◆ Exercise details ◆
Print exactly what the entries say, line by line, from the first line down to the one with "let desired: BTreeSet<&String>", inclusive.

◆ Data shown ◆

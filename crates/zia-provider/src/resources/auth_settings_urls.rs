// zia_auth_settings_urls

use std::collections::BTreeSet;

use async_trait::async_trait;
use serde_json::Map;
use tracing::info;

use crate::activation::trigger_activation;
use crate::convert::{expand_string_set, flatten_string_set};
use crate::error::ProviderError;
use crate::provider::Meta;
use crate::resource::{Resource, read_created};
use crate::resource_data::ResourceData;
use crate::schema::{Attribute, AttributeType, Schema};

const TYPE_NAME: &str = "zia_auth_settings_urls";

const EXEMPTED_URLS_ID: &str = "all_urls";

/// URLs exempted from authentication.
///
/// The API edits the list by delta, so writes diff the configured set
/// against the remote one and send only additions and removals.
pub struct AuthSettingsUrlsResource;

/// `(to_add, to_remove)` turning `current` into `desired`.
fn diff(current: &[String], desired: &[String]) -> (Vec<String>, Vec<String>) {
    let current: BTreeSet<&String> = current.iter().collect();
    let desired: BTreeSet<&String> = desired.iter().collect();
    let add = desired.difference(&current).map(|s| (*s).clone()).collect();
    let remove = current.difference(&desired).map(|s| (*s).clone()).collect();
    (add, remove)
}

async fn sync_urls(d: &ResourceData, meta: &Meta) -> Result<(), ProviderError> {
    let current = meta.client.get_exempted_urls().await?;
    let (add, remove) = diff(&current.urls, &expand_string_set(d, "urls"));
    meta.client.add_exempted_urls(&add).await?;
    meta.client.remove_exempted_urls(&remove).await?;
    info!(
        resource = TYPE_NAME,
        added = add.len(),
        removed = remove.len(),
        "exempted urls synced"
    );
    Ok(())
}

#[async_trait]
impl Resource for AuthSettingsUrlsResource {
    fn type_name(&self) -> &'static str {
        TYPE_NAME
    }

    fn schema(&self) -> Schema {
        Schema::new().attr(
            "urls",
            Attribute::set_of(AttributeType::String)
                .optional()
                .computed()
                .description("Domains or URLs exempted from authentication"),
        )
    }

    async fn create(&self, d: &mut ResourceData, meta: &Meta) -> Result<(), ProviderError> {
        sync_urls(d, meta).await?;
        d.set_id(EXEMPTED_URLS_ID);
        trigger_activation(meta).await?;
        read_created(self, d, meta).await
    }

    async fn read(&self, d: &mut ResourceData, meta: &Meta) -> Result<(), ProviderError> {
        let exempted = meta.client.get_exempted_urls().await?;
        d.set_id(EXEMPTED_URLS_ID);
        d.set("urls", flatten_string_set(&exempted.urls))
    }

    async fn update(&self, d: &mut ResourceData, meta: &Meta) -> Result<(), ProviderError> {
        sync_urls(d, meta).await?;
        trigger_activation(meta).await?;
        self.read(d, meta).await
    }

    async fn delete(&self, d: &mut ResourceData, _meta: &Meta) -> Result<(), ProviderError> {
        d.clear_id();
        Ok(())
    }

    async fn import(&self, _raw: &str, meta: &Meta) -> Result<ResourceData, ProviderError> {
        let mut d = ResourceData::from_state(self.schema(), EXEMPTED_URLS_ID, Map::new());
        self.read(&mut d, meta).await?;
        Ok(d)
    }
}

#[cfg(test)]
mod tests {
    use pretty_assertions::assert_eq;

    use super::*;

    fn strings(items: &[&str]) -> Vec<String> {
        items.iter().map(|s| (*s).to_owned()).collect()
    }

    #[test]
    fn diff_splits_additions_and_removals() {
        let (add, remove) = diff(
            &strings(&["a.example.com", "b.example.com"]),
            &strings(&["b.example.com", "c.example.com"]),
        );
        assert_eq!(add, strings(&["c.example.com"]));
        assert_eq!(remove, strings(&["a.example.com"]));
    }

    #[test]
    fn diff_of_equal_sets_is_empty() {
        let urls = strings(&["a.example.com"]);
        let (add, remove) = diff(&urls, &urls);
        assert!(add.is_empty());
        assert!(remove.is_empty());
    }
}
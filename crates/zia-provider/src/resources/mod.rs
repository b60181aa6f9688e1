// ZIA resources
//
// One module per resource type. Each module declares the schema, the
// expand/flatten pair for its API model, and the CRUD operations.

use crate::resource::Resource;

mod activation_status;
mod admin_users;
mod auth_settings_urls;
mod dlp_notification_templates;
mod dlp_web_rules;
mod firewall_filtering_rule;
mod ip_destination_groups;
mod ip_source_groups;
mod location_management;
mod network_service;
mod rule_labels;
mod security_settings;
mod static_ip;
mod url_categories;
mod url_filtering_rules;
mod vpn_credentials;

pub use activation_status::ActivationStatusResource;
pub use admin_users::AdminUsersResource;
pub use auth_settings_urls::AuthSettingsUrlsResource;
pub use dlp_notification_templates::DlpNotificationTemplatesResource;
pub use dlp_web_rules::DlpWebRulesResource;
pub use firewall_filtering_rule::FirewallFilteringRuleResource;
pub use ip_destination_groups::IpDestinationGroupsResource;
pub use ip_source_groups::IpSourceGroupsResource;
pub use location_management::LocationManagementResource;
pub use network_service::NetworkServiceResource;
pub use rule_labels::RuleLabelsResource;
pub use security_settings::SecuritySettingsResource;
pub use static_ip::StaticIpResource;
pub use url_categories::UrlCategoriesResource;
pub use url_filtering_rules::UrlFilteringRulesResource;
pub use vpn_credentials::VpnCredentialsResource;

/// Every resource type, in registration order.
pub fn all() -> Vec<Box<dyn Resource>> {
    vec![
        Box::new(ActivationStatusResource),
        Box::new(AdminUsersResource),
        Box::new(AuthSettingsUrlsResource),
        Box::new(DlpNotificationTemplatesResource),
        Box::new(DlpWebRulesResource),
        Box::new(FirewallFilteringRuleResource),
        Box::new(IpDestinationGroupsResource),
        Box::new(IpSourceGroupsResource),
        Box::new(LocationManagementResource),
        Box::new(NetworkServiceResource),
        Box::new(RuleLabelsResource),
        Box::new(SecuritySettingsResource),
        Box::new(StaticIpResource),
        Box::new(UrlCategoriesResource),
        Box::new(UrlFilteringRulesResource),
        Box::new(VpnCredentialsResource),
    ]
}

/// Common rule-state values.
pub(crate) const RULE_STATES: &[&str] = &["ENABLED", "DISABLED"];
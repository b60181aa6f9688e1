//! Config subcommand handlers.

use std::str::FromStr;

use dialoguer::{Confirm, Input, Select};

use zia_api::ZiaCloud;
use zia_config::{Config, Profile, SecretKind};

use crate::cli::{ConfigArgs, ConfigCommand, GlobalOpts, OutputFormat};
use crate::config;
use crate::error::CliError;
use crate::output;

const SECRET_SET: &str = "(set)";

// ── Helpers ─────────────────────────────────────────────────────────

/// Map a dialoguer / interactive I/O failure into CliError.
fn prompt_err(e: impl std::fmt::Display) -> CliError {
    CliError::Validation {
        field: "interactive".into(),
        reason: format!("prompt failed: {e}"),
    }
}

fn prompt_secret(prompt: &str, field: &str) -> Result<String, CliError> {
    let secret = rpassword::prompt_password(prompt).map_err(prompt_err)?;
    if secret.is_empty() {
        return Err(CliError::Validation {
            field: field.into(),
            reason: format!("{field} cannot be empty"),
        });
    }
    Ok(secret)
}

/// Store in the keyring when chosen, else hand back the plaintext for the file.
fn place_secret(
    profile_name: &str,
    kind: SecretKind,
    label: &str,
    secret: String,
) -> Result<Option<String>, CliError> {
    let choices = &[
        "Store in system keyring (recommended)",
        "Save to config file (plaintext)",
    ];
    let selection = Select::new()
        .with_prompt(format!("Where to store the {label}?"))
        .items(choices)
        .default(0)
        .interact()
        .map_err(prompt_err)?;

    if selection == 0 {
        zia_config::store_secret(profile_name, kind, &secret)?;
        eprintln!("   ✓ {label} stored in system keyring");
        Ok(None)
    } else {
        Ok(Some(secret))
    }
}

/// Copy of the config with plaintext secrets masked.
fn redacted(cfg: &Config) -> Config {
    let mut cfg = cfg.clone();
    for profile in cfg.profiles.values_mut() {
        if profile.password.is_some() {
            profile.password = Some(SECRET_SET.into());
        }
        if profile.api_key.is_some() {
            profile.api_key = Some(SECRET_SET.into());
        }
    }
    cfg
}

fn render_config(cfg: &Config, format: OutputFormat) -> Result<String, CliError> {
    Ok(match format {
        OutputFormat::Json => serde_json::to_string_pretty(cfg)?,
        OutputFormat::JsonCompact => serde_json::to_string(cfg)?,
        OutputFormat::Yaml => serde_yaml::to_string(cfg)?,
        OutputFormat::Table | OutputFormat::Plain => toml::to_string_pretty(cfg).map_err(|e| {
            CliError::Validation {
                field: "config".into(),
                reason: format!("failed to serialize config: {e}"),
            }
        })?,
    })
}

// ── Handler ─────────────────────────────────────────────────────────

pub fn handle(args: ConfigArgs, global: &GlobalOpts) -> Result<(), CliError> {
    match args.command {
        ConfigCommand::Init => init(global),

        ConfigCommand::Show => {
            let cfg = config::load(global)?;
            let out = render_config(&redacted(&cfg), global.output)?;
            output::print_output(&out, global.quiet);
            Ok(())
        }

        ConfigCommand::SetPassword { profile } => {
            let cfg = config::load(global)?;
            let name = profile.unwrap_or_else(|| config::active_profile_name(global, &cfg));
            let password = prompt_secret(&format!("Password for profile '{name}': "), "password")?;
            zia_config::store_secret(&name, SecretKind::Password, &password)?;
            eprintln!("✓ Password stored in system keyring for profile '{name}'");
            Ok(())
        }

        ConfigCommand::SetApiKey { profile } => {
            let cfg = config::load(global)?;
            let name = profile.unwrap_or_else(|| config::active_profile_name(global, &cfg));
            let api_key = prompt_secret(&format!("API key for profile '{name}': "), "api_key")?;
            zia_config::store_secret(&name, SecretKind::ApiKey, &api_key)?;
            eprintln!("✓ API key stored in system keyring for profile '{name}'");
            Ok(())
        }
    }
}

// ── Init: interactive wizard ────────────────────────────────────────

fn init(global: &GlobalOpts) -> Result<(), CliError> {
    let path = config::config_file(global);
    eprintln!("ZIA CLI configuration wizard");
    eprintln!("   Config path: {}\n", path.display());

    let mut cfg = config::load(global)?;

    let profile_name: String = Input::new()
        .with_prompt("Profile name")
        .default("default".into())
        .interact_text()
        .map_err(prompt_err)?;

    let cloud: String = Input::new()
        .with_prompt("ZIA cloud (zscaler, zscalerone, zscalertwo, ...)")
        .default("zscaler".into())
        .validate_with(|input: &String| -> Result<(), String> {
            ZiaCloud::from_str(input)
                .map(|_| ())
                .map_err(|_| format!("unknown ZIA cloud '{input}'"))
        })
        .interact_text()
        .map_err(prompt_err)?;

    let username: String = Input::new()
        .with_prompt("Admin username")
        .interact_text()
        .map_err(prompt_err)?;

    let password = prompt_secret("Password: ", "password")?;
    let password = place_secret(&profile_name, SecretKind::Password, "password", password)?;

    let api_key = prompt_secret("API key: ", "api_key")?;
    let api_key = place_secret(&profile_name, SecretKind::ApiKey, "API key", api_key)?;

    let activation = Confirm::new()
        .with_prompt("Activate configuration after every change?")
        .default(false)
        .interact()
        .map_err(prompt_err)?;

    cfg.profiles.insert(
        profile_name.clone(),
        Profile {
            cloud: Some(cloud),
            username: Some(username),
            password,
            api_key,
            activation: Some(activation),
            ..Profile::default()
        },
    );
    cfg.default_profile = Some(profile_name.clone());

    zia_config::save_config_to(&cfg, &path)?;

    eprintln!("\n✓ Configuration written to {}", path.display());
    eprintln!("  Active profile: {profile_name}");
    eprintln!("\n  Test it: zia status");
    Ok(())
}
// Traffic forwarding endpoints: VPN credentials and static IPs

use tracing::debug;

use crate::client::{ZiaClient, find_by_name};
use crate::error::Error;
use crate::models::{StaticIp, VpnCredential};

impl ZiaClient {
    // ── VPN credentials ──────────────────────────────────────────────

    /// `GET /vpnCredentials` (paginated)
    pub async fn list_vpn_credentials(&self) -> Result<Vec<VpnCredential>, Error> {
        self.get_all_pages("vpnCredentials", &[]).await
    }

    /// `GET /vpnCredentials/{id}`
    pub async fn get_vpn_credential(&self, id: i64) -> Result<VpnCredential, Error> {
        self.get(&format!("vpnCredentials/{id}")).await
    }

    /// Find a UFQDN credential by its FQDN.
    pub async fn get_vpn_credential_by_fqdn(&self, fqdn: &str) -> Result<VpnCredential, Error> {
        let creds = self.list_vpn_credentials().await?;
        find_by_name(creds, fqdn, |c| c.fqdn.as_str(), "vpn credential")
    }

    /// Find an IP credential by its address.
    pub async fn get_vpn_credential_by_ip(&self, ip: &str) -> Result<VpnCredential, Error> {
        let creds = self.list_vpn_credentials().await?;
        find_by_name(creds, ip, |c| c.ip_address.as_str(), "vpn credential")
    }

    /// `POST /vpnCredentials`
    pub async fn create_vpn_credential(
        &self,
        credential: &VpnCredential,
    ) -> Result<VpnCredential, Error> {
        debug!(kind = %credential.credential_type, "creating vpn credential");
        self.post("vpnCredentials", credential).await
    }

    /// `PUT /vpnCredentials/{id}`
    pub async fn update_vpn_credential(
        &self,
        id: i64,
        credential: &VpnCredential,
    ) -> Result<VpnCredential, Error> {
        debug!(id, "updating vpn credential");
        self.put(&format!("vpnCredentials/{id}"), credential).await
    }

    /// `DELETE /vpnCredentials/{id}`
    pub async fn delete_vpn_credential(&self, id: i64) -> Result<(), Error> {
        debug!(id, "deleting vpn credential");
        self.delete(&format!("vpnCredentials/{id}")).await
    }

    // ── Static IPs ───────────────────────────────────────────────────

    /// `GET /staticIP` (paginated)
    pub async fn list_static_ips(&self) -> Result<Vec<StaticIp>, Error> {
        self.get_all_pages("staticIP", &[]).await
    }

    /// `GET /staticIP/{id}`
    pub async fn get_static_ip(&self, id: i64) -> Result<StaticIp, Error> {
        self.get(&format!("staticIP/{id}")).await
    }

    pub async fn get_static_ip_by_address(&self, ip: &str) -> Result<StaticIp, Error> {
        let ips = self.list_static_ips().await?;
        find_by_name(ips, ip, |s| s.ip_address.as_str(), "static ip")
    }

    /// `POST /staticIP`
    pub async fn create_static_ip(&self, static_ip: &StaticIp) -> Result<StaticIp, Error> {
        debug!(ip = %static_ip.ip_address, "creating static ip");
        self.post("staticIP", static_ip).await
    }

    /// `PUT /staticIP/{id}`
    pub async fn update_static_ip(&self, id: i64, static_ip: &StaticIp) -> Result<StaticIp, Error> {
        debug!(id, "updating static ip");
        self.put(&format!("staticIP/{id}"), static_ip).await
    }

    /// `DELETE /staticIP/{id}`
    pub async fn delete_static_ip(&self, id: i64) -> Result<(), Error> {
        debug!(id, "deleting static ip");
        self.delete(&format!("staticIP/{id}")).await
    }
}
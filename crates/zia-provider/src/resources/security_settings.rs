// zia_security_settings

use async_trait::async_trait;
use serde_json::Map;
use tracing::info;
use zia_api::models::{SecurityBlacklist, SecurityWhitelist};

use crate::activation::trigger_activation;
use crate::convert::{expand_string_set, flatten_string_set};
use crate::error::ProviderError;
use crate::provider::Meta;
use crate::resource::{Resource, read_created};
use crate::resource_data::ResourceData;
use crate::schema::{Attribute, AttributeType, Schema};

const TYPE_NAME: &str = "zia_security_settings";

/// The tenant has exactly one pair of lists; state always uses this ID.
const SETTINGS_ID: &str = "all_urls";

/// Tenant-wide allow and deny URL lists.
///
/// Create and update both replace the two lists; delete only forgets the
/// resource, leaving the remote lists as they are.
pub struct SecuritySettingsResource;

async fn put_lists(d: &ResourceData, meta: &Meta) -> Result<(), ProviderError> {
    let whitelist = SecurityWhitelist {
        whitelist_urls: expand_string_set(d, "whitelist_urls"),
    };
    meta.client.update_security_whitelist(&whitelist).await?;

    let blacklist = SecurityBlacklist {
        blacklist_urls: expand_string_set(d, "blacklist_urls"),
    };
    meta.client.update_security_blacklist(&blacklist).await?;
    Ok(())
}

#[async_trait]
impl Resource for SecuritySettingsResource {
    fn type_name(&self) -> &'static str {
        TYPE_NAME
    }

    fn schema(&self) -> Schema {
        Schema::new()
            .attr(
                "whitelist_urls",
                Attribute::set_of(AttributeType::String)
                    .optional()
                    .computed()
                    .description("URLs allowed regardless of security policy"),
            )
            .attr(
                "blacklist_urls",
                Attribute::set_of(AttributeType::String)
                    .optional()
                    .computed()
                    .description("URLs blocked regardless of security policy"),
            )
    }

    async fn create(&self, d: &mut ResourceData, meta: &Meta) -> Result<(), ProviderError> {
        put_lists(d, meta).await?;
        info!(resource = TYPE_NAME, "security lists replaced");
        d.set_id(SETTINGS_ID);
        trigger_activation(meta).await?;
        read_created(self, d, meta).await
    }

    async fn read(&self, d: &mut ResourceData, meta: &Meta) -> Result<(), ProviderError> {
        let whitelist = meta.client.get_security_whitelist().await?;
        let blacklist = meta.client.get_security_blacklist().await?;
        d.set_id(SETTINGS_ID);
        d.set("whitelist_urls", flatten_string_set(&whitelist.whitelist_urls))?;
        d.set("blacklist_urls", flatten_string_set(&blacklist.blacklist_urls))?;
        Ok(())
    }

    async fn update(&self, d: &mut ResourceData, meta: &Meta) -> Result<(), ProviderError> {
        put_lists(d, meta).await?;
        info!(resource = TYPE_NAME, "security lists replaced");
        trigger_activation(meta).await?;
        self.read(d, meta).await
    }

    async fn delete(&self, d: &mut ResourceData, _meta: &Meta) -> Result<(), ProviderError> {
        d.clear_id();
        Ok(())
    }

    /// Any identifier imports the tenant's lists.
    async fn import(&self, _raw: &str, meta: &Meta) -> Result<ResourceData, ProviderError> {
        let mut d = ResourceData::from_state(self.schema(), SETTINGS_ID, Map::new());
        self.read(&mut d, meta).await?;
        Ok(d)
    }
}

◆ Task answer ◆
filename crates/zia-provider/src/resources/auth_settings_urls.rs
// zia_auth_settings_urls

use std::collections::BTreeSet;

use async_trait::async_trait;
use serde_json::Map;
use tracing::info;

use crate::activation::trigger_activation;
use crate::convert::{expand_string_set, flatten_string_set};
use crate::error::ProviderError;
use crate::provider::Meta;
use crate::resource::{Resource, read_created};
use crate::resource_data::ResourceData;
use crate::schema::{Attribute, AttributeType, Schema};

const TYPE_NAME: &str = "zia_auth_settings_urls";

const EXEMPTED_URLS_ID: &str = "all_urls";

/// URLs exempted from authentication.
///
/// The API edits the list by delta, so writes diff the configured set
/// against the remote one and send only additions and removals.
pub struct AuthSettingsUrlsResource;

/// `(to_add, to_remove)` turning `current` into `desired`.
fn diff(current: &[String], desired: &[String]) -> (Vec<String>, Vec<String>) {
    let current: BTreeSet<&String> = current.iter().collect();
    let desired: BTreeSet<&String> = desired.iter().collect();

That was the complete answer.